Records from a collection
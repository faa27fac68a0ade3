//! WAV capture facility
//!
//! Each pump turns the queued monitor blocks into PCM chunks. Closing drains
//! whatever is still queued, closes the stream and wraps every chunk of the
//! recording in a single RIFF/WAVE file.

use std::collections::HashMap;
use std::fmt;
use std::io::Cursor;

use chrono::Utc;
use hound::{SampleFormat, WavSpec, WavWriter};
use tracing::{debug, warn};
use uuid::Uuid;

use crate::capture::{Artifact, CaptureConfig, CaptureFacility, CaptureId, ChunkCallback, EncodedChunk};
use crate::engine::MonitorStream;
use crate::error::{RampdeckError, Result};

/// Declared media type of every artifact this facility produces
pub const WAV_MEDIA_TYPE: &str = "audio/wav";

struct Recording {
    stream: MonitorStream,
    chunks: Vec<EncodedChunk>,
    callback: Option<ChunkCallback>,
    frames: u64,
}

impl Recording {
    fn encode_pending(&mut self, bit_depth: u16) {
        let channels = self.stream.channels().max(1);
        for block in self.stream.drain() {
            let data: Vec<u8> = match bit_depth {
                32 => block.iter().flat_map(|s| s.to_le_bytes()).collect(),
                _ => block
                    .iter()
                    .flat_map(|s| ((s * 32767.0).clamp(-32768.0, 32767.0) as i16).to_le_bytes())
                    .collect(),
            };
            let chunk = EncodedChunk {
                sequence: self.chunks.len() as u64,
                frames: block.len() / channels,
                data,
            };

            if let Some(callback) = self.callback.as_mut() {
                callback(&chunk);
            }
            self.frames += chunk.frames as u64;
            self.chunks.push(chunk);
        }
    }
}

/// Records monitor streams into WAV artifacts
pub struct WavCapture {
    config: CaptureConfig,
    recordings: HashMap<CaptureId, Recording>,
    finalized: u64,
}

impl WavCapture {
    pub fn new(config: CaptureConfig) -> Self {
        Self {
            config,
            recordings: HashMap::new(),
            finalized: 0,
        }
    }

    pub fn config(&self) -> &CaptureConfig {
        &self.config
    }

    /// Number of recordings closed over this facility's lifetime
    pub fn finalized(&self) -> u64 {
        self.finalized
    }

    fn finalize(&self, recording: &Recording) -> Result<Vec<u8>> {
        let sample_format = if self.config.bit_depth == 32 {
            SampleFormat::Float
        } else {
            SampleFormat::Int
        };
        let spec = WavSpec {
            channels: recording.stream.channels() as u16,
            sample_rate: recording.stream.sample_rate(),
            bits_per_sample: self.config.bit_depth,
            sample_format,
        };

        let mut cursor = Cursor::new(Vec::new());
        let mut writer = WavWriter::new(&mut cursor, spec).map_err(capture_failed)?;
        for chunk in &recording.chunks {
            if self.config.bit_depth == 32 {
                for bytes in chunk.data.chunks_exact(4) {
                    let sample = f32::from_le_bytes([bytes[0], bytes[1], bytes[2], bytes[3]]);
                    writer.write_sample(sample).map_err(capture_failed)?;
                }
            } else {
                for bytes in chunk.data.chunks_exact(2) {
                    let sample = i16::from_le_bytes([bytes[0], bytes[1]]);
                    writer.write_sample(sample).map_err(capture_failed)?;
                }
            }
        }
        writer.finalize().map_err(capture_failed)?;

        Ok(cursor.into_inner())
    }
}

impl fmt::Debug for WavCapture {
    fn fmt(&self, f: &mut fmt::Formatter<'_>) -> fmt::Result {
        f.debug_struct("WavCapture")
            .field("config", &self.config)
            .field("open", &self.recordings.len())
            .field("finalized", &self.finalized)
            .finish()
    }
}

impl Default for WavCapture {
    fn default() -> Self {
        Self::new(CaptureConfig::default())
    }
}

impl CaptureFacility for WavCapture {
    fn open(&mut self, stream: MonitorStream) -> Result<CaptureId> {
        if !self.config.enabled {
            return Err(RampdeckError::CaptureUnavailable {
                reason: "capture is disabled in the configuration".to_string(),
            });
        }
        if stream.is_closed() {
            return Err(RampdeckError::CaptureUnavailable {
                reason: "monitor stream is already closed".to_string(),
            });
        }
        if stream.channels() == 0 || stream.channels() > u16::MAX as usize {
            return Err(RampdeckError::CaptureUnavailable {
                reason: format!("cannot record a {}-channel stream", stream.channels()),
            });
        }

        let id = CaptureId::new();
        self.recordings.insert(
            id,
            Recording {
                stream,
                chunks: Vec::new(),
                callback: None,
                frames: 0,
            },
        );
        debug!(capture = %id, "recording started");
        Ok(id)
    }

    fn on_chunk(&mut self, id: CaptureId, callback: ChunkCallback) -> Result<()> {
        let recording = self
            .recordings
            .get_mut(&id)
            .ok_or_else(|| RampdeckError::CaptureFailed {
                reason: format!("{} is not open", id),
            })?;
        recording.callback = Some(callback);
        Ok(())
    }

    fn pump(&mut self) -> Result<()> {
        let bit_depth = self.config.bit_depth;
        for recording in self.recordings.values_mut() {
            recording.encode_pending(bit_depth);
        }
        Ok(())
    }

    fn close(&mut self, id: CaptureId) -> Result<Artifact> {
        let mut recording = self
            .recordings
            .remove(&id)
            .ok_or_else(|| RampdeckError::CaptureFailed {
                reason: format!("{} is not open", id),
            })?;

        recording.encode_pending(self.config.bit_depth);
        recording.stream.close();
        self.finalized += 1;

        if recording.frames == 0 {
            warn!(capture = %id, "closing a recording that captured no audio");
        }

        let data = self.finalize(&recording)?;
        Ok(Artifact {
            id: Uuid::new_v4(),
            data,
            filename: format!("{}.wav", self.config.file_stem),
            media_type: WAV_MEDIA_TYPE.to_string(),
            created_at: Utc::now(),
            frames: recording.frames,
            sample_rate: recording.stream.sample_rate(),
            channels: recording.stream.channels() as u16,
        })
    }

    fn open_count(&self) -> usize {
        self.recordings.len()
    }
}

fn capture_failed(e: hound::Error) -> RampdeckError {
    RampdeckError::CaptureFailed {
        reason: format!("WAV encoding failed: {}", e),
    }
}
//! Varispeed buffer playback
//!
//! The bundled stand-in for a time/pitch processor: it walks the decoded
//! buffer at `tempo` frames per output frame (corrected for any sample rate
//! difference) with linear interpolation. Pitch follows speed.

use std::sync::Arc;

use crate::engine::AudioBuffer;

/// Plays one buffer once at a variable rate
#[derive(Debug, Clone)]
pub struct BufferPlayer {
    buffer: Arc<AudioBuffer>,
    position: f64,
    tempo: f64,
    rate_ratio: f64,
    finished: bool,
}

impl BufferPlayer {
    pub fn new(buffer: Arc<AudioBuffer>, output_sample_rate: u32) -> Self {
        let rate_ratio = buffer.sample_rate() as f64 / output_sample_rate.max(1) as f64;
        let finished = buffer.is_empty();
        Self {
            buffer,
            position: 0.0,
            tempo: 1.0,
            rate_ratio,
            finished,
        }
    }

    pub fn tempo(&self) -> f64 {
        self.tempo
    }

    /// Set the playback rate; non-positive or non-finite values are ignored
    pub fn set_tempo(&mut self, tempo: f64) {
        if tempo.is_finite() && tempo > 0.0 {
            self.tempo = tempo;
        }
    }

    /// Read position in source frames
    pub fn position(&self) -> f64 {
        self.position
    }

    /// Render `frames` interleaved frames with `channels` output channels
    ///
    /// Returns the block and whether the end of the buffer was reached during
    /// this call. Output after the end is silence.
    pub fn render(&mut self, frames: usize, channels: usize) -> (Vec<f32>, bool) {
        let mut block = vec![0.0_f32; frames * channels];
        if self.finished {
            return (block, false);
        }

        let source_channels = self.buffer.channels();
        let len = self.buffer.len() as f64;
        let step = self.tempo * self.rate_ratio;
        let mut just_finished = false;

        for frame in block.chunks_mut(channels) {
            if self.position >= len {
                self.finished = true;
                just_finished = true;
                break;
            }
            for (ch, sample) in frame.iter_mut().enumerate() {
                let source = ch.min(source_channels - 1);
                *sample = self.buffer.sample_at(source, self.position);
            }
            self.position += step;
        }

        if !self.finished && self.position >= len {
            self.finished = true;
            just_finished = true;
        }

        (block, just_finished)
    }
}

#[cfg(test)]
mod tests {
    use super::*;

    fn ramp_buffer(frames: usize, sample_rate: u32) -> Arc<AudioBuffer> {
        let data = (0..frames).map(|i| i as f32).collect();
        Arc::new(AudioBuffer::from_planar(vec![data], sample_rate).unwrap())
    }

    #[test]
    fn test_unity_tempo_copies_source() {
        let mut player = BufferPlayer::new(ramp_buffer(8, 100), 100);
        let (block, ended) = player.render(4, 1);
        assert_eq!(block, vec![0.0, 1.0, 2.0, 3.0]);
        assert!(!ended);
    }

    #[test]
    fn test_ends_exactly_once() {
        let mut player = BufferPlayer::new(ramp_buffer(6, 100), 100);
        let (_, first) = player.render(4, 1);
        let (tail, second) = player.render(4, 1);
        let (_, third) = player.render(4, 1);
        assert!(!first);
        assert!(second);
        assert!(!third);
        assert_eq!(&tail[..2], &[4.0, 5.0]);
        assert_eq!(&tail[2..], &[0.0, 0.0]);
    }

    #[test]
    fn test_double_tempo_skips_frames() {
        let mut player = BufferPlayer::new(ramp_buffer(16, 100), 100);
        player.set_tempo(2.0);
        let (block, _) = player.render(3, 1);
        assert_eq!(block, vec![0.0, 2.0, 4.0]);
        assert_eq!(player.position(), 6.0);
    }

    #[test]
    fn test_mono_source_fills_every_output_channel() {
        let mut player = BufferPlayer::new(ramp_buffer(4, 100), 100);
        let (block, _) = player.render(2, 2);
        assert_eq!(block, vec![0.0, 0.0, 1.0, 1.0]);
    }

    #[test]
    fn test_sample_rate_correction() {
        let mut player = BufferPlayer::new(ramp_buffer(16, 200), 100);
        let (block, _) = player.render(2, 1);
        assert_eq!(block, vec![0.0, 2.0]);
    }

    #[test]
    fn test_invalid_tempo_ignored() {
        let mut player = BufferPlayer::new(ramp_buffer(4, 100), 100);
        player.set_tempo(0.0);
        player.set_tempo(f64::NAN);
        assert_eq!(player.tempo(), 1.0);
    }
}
--
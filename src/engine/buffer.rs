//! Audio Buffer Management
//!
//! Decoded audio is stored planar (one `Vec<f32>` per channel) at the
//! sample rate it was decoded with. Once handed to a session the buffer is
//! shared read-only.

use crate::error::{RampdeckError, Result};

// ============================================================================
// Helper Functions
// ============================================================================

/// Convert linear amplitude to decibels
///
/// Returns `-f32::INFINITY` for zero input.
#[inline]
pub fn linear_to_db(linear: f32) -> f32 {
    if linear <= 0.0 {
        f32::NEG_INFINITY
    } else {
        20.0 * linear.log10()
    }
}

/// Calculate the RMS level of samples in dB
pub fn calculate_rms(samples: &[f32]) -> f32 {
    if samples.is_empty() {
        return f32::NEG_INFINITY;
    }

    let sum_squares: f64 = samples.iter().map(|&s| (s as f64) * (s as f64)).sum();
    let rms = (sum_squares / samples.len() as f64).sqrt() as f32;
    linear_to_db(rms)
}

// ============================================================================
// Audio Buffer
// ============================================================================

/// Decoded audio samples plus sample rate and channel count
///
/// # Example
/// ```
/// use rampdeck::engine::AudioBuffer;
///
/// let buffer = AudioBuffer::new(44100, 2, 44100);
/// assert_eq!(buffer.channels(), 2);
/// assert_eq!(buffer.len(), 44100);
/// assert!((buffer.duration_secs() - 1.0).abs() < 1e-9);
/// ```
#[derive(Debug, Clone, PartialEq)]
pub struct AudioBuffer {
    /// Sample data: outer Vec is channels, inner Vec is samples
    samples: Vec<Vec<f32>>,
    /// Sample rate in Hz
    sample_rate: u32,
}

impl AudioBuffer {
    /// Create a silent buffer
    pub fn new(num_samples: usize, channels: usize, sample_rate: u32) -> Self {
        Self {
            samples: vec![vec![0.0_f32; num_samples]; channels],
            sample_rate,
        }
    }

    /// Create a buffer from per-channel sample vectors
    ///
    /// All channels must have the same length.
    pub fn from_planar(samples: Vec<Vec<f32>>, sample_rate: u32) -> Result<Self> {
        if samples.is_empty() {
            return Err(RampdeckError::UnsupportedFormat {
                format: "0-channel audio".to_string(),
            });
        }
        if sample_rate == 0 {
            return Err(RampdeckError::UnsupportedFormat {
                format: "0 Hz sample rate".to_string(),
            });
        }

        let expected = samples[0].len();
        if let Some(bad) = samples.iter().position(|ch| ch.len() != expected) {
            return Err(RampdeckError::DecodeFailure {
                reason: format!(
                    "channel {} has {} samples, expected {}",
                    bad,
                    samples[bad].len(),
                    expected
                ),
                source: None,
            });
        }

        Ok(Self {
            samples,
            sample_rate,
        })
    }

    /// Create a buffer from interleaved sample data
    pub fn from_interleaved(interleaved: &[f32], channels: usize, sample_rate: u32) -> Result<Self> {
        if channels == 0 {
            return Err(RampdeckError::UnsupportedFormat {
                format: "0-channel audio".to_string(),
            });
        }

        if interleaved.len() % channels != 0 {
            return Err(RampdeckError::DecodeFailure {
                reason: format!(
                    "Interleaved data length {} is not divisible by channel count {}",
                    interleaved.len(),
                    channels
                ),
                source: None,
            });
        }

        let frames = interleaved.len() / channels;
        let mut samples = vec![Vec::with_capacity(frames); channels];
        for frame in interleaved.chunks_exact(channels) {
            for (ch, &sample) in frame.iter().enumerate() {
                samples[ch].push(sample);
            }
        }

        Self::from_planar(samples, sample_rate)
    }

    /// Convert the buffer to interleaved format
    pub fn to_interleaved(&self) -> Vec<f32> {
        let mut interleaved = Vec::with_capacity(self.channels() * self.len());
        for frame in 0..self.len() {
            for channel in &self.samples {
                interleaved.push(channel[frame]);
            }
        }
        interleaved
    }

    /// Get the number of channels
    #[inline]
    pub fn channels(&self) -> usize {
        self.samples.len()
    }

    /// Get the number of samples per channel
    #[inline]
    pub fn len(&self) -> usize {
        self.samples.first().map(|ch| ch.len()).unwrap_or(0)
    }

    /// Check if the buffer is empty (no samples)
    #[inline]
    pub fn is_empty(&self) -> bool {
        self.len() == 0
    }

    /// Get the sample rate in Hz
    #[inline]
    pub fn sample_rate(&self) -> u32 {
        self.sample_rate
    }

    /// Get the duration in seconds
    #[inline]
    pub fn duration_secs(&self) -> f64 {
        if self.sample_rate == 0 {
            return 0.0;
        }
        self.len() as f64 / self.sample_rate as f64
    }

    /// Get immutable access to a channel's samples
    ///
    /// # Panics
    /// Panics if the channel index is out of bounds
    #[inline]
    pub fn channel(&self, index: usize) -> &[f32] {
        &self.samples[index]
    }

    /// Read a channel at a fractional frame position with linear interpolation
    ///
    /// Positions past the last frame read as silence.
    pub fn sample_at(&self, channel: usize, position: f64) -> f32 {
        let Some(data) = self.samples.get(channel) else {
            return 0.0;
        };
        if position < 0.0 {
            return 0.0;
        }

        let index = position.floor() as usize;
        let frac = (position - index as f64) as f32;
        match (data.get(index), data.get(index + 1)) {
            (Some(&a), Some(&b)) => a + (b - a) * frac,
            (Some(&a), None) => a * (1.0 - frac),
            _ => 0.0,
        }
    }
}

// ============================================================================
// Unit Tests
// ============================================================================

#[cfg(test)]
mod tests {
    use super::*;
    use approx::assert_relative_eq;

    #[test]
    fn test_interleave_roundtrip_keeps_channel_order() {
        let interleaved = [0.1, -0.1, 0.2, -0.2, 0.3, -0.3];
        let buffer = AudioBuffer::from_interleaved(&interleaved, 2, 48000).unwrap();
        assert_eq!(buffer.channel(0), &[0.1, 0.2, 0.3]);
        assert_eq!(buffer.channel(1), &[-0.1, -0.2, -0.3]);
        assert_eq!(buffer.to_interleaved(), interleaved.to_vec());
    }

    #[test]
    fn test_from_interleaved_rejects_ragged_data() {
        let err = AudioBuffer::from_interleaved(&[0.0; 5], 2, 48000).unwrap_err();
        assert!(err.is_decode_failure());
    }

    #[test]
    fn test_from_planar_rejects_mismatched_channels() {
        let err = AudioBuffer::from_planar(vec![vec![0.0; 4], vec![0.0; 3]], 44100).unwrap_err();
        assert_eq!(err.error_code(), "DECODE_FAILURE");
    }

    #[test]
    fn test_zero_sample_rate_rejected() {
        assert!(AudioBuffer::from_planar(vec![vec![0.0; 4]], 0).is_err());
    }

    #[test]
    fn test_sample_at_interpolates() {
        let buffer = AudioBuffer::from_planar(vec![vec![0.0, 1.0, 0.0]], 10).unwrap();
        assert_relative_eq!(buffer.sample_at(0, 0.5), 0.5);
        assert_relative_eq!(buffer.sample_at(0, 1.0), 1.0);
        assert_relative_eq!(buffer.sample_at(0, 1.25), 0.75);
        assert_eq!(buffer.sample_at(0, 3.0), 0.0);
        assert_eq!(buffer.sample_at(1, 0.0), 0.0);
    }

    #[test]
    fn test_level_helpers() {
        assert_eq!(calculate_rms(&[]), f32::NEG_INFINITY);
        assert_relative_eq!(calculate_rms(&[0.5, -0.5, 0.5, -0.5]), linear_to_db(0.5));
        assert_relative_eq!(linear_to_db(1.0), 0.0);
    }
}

**Work request**
Taking the entries above, write out exactly each line from the one holding "repository faa27fac68a0ade3" to the one holding "use uuid::Uuid;", both included, and stop there.

**Task solution**
repository faa27fac68a0ade3
//! WAV capture facility
//!
//! Each pump turns the queued monitor blocks into PCM chunks. Closing drains
//! whatever is still queued, closes the stream and wraps every chunk of the
//! recording in a single RIFF/WAVE file.

use std::collections::HashMap;
use std::fmt;
use std::io::Cursor;

use chrono::Utc;
use hound::{SampleFormat, WavSpec, WavWriter};
use tracing::{debug, warn};
use uuid::Uuid;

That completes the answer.